What happens to the local government councils’ federal allocations? Do you hand over all or do you spend them on their behalf as some states do?

We are proud of the fact we are probably the only “state” in Nigeria that gives to its local government their allocations on time and in full. And we even add 10 per cent IGR. We do not deduct, we do not spend on their behalf.

But you have Joint Allocation Council?

We have a JAC, in fact we had JAC meeting yesterday that allocates and gives out money; we do it publicly and the press is always there. Of course the money comes to us but we give it out. If we have FAAC on Monday you will be assured that on Wednesday we will have our JAC in the territory and so we are very proud of that. We are showing as a federal government we need to show good example to the spirit and the letter of the constitution and to develop the third tier of government. And as a viable tier of government that is closest to the people, it should be empowered to deliver services directly to them and it is working.

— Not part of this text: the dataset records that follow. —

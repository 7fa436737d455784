use thiserror::Error;

//─────────────────────────────────────────────────────────────────────────────

/// Error type for dictionary loading operations.
#[derive(Error, Debug)]
pub enum DictionaryError {
    /// Error when reading the word file.
    #[error("Cannot read word file '{0}': {1}")]
    ReadFile(String, std::io::Error),
}
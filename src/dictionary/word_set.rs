use std::collections::{BTreeSet, HashSet};

//─────────────────────────────────────────────────────────────────────────────

/// Membership test over a collection of words.
pub trait WordSet {
    fn contains_word(&self, word: &str) -> bool;
}

impl WordSet for BTreeSet<String> {
    fn contains_word(&self, word: &str) -> bool {
        self.contains(word)
    }
}

impl WordSet for HashSet<String> {
    fn contains_word(&self, word: &str) -> bool {
        self.contains(word)
    }
}

impl<S: AsRef<str>> WordSet for [S] {
    fn contains_word(&self, word: &str) -> bool {
        self.iter().any(|w| w.as_ref() == word)
    }
}

/// Returns `true` if `word1` and `word2` have the same length and both are
/// contained in `words`.
///
/// The length check runs first, so membership is only looked up for words of
/// equal length.
pub fn are_valid_words<W: WordSet + ?Sized>(word1: &str, word2: &str, words: &W) -> bool {
    word1.chars().count() == word2.chars().count()
        && words.contains_word(word1)
        && words.contains_word(word2)
}
use thiserror::Error;

// Custom Application Error
#[derive(Error, Debug)]
pub enum AppError {
    #[error("File I/O error: {0}")]
    Io(#[from] std::io::Error),
    #[error("{0}")]
    Dictionary(#[from] crate::dictionary::DictionaryError),
    #[error("Not valid input words '{start}' and '{end}', ensure words are the same length and contained in the dictionary")]
    InvalidWords { start: String, end: String },
}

What challenges are you are facing?

The major challenge is that the territory is the fastest growing territory not only in Africa but in the world. And if you have 10 people come into the territory, eight of them will remain in the satellite towns. So we have a demographic surge because when people are coming for opportunities from all over the country and because of the security situation in the North a lot of people are relocating to the territory. That is our challenge that we did not expect. But it is an opportunity because with people you have a market, which is the strength of the major city like Kano, Lagos and Port Harcourt. Abuja’s population is three million but we know that we have exceeded five million and growing. That’s a challenge although, it is also an opportunity for business; we should leverage on it.

The other challenge is revenue income; the fact is that we don’t have in FCT an inland revenue board. We have a bill now before the National Assembly for our FCT revenue board and if we are in charge of collecting revenue I believe we will do it more efficiently. We also don’t have a law to enable us collect revenue for property taxes, so we have a situation whereby we have many buildings and residences in Abuja that nobody is paying property tax on. That’s a huge amount of money being lost. There’s a bill in the National Assembly for that. The third challenge is the National Assembly, as you know the territory’s local assembly is the National Assembly. People complain that in Abuja there is more lawlessness, people don’t obey, but the point is that we don’t have enough laws in place to regulate all the activities that are going on and we don’t have enough laws in place to collect the revenue that we need to collect so these are our challenges.